#### Task directions:
In the listing below, count the lines that contain the string "DriverBox", and state that number without further words.
╭──
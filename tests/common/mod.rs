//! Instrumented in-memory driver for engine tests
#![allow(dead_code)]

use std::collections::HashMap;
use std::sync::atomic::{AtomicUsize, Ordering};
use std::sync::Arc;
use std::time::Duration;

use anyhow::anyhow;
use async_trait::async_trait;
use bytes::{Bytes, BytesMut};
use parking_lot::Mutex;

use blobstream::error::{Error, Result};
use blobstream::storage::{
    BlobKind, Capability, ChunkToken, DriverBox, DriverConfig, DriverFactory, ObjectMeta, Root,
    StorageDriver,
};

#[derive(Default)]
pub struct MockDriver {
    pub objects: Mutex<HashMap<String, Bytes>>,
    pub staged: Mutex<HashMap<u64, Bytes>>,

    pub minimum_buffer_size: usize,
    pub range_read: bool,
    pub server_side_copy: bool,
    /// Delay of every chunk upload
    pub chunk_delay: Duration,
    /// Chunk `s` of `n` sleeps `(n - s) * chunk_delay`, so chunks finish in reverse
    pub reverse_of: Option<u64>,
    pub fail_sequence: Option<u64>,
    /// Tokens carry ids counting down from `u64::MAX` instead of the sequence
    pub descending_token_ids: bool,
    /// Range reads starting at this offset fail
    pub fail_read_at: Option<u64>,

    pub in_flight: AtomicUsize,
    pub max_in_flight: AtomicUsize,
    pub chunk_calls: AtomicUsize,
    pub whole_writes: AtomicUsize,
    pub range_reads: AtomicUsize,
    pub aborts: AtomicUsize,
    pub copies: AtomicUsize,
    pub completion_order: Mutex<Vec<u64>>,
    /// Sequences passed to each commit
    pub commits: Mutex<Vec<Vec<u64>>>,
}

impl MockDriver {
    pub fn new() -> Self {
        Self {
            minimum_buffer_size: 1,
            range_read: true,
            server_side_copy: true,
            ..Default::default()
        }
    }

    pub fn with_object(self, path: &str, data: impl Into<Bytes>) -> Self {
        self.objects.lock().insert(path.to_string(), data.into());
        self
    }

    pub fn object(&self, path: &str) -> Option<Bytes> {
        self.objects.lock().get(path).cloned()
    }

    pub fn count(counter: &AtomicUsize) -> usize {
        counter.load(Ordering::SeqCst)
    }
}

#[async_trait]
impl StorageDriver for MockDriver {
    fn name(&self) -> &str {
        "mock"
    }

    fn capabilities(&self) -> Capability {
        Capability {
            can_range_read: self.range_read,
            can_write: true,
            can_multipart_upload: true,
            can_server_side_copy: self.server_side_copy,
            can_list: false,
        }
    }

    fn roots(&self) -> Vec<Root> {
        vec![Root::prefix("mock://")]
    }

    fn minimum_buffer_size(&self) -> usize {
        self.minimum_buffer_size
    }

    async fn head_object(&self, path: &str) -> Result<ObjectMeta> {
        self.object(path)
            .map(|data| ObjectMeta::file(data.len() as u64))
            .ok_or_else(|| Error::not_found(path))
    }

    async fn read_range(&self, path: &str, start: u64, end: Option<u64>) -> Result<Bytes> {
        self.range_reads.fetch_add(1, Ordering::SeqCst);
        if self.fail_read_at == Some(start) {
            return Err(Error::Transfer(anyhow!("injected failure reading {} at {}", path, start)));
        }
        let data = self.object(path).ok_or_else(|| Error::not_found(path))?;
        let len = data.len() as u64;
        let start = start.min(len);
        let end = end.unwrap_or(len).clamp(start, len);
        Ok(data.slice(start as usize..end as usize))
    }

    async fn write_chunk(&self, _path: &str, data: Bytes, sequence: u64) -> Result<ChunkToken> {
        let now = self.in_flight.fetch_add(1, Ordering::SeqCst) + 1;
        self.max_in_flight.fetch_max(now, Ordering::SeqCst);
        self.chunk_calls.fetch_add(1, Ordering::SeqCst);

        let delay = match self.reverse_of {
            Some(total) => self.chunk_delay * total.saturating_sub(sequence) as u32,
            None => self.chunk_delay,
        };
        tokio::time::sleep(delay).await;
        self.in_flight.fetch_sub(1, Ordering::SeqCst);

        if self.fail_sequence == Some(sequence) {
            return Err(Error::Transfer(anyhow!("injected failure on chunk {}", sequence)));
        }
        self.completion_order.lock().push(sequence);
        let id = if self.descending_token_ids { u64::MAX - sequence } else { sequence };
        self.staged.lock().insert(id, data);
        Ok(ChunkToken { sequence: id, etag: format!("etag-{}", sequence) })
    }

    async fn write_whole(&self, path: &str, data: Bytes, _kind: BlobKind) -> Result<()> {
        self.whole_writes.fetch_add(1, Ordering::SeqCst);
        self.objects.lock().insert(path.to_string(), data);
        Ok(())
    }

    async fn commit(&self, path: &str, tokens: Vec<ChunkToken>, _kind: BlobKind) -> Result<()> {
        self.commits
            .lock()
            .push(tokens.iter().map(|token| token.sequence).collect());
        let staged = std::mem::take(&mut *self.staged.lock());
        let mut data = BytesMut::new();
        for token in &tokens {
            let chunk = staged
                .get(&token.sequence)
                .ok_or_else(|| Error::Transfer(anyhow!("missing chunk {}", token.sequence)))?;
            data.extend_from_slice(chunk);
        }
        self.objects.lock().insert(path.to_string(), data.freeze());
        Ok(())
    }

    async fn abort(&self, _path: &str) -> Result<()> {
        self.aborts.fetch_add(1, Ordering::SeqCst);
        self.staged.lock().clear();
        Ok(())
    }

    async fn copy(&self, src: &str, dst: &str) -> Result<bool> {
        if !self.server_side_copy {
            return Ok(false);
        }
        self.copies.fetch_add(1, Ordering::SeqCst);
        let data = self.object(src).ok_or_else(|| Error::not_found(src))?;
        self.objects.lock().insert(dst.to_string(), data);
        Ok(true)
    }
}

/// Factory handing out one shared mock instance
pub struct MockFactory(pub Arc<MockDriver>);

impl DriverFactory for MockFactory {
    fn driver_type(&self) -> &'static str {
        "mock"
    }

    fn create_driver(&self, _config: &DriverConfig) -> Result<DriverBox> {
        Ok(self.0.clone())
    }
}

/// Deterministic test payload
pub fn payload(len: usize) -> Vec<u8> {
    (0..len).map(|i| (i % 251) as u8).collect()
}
╰──
#### Result of this exercise:
2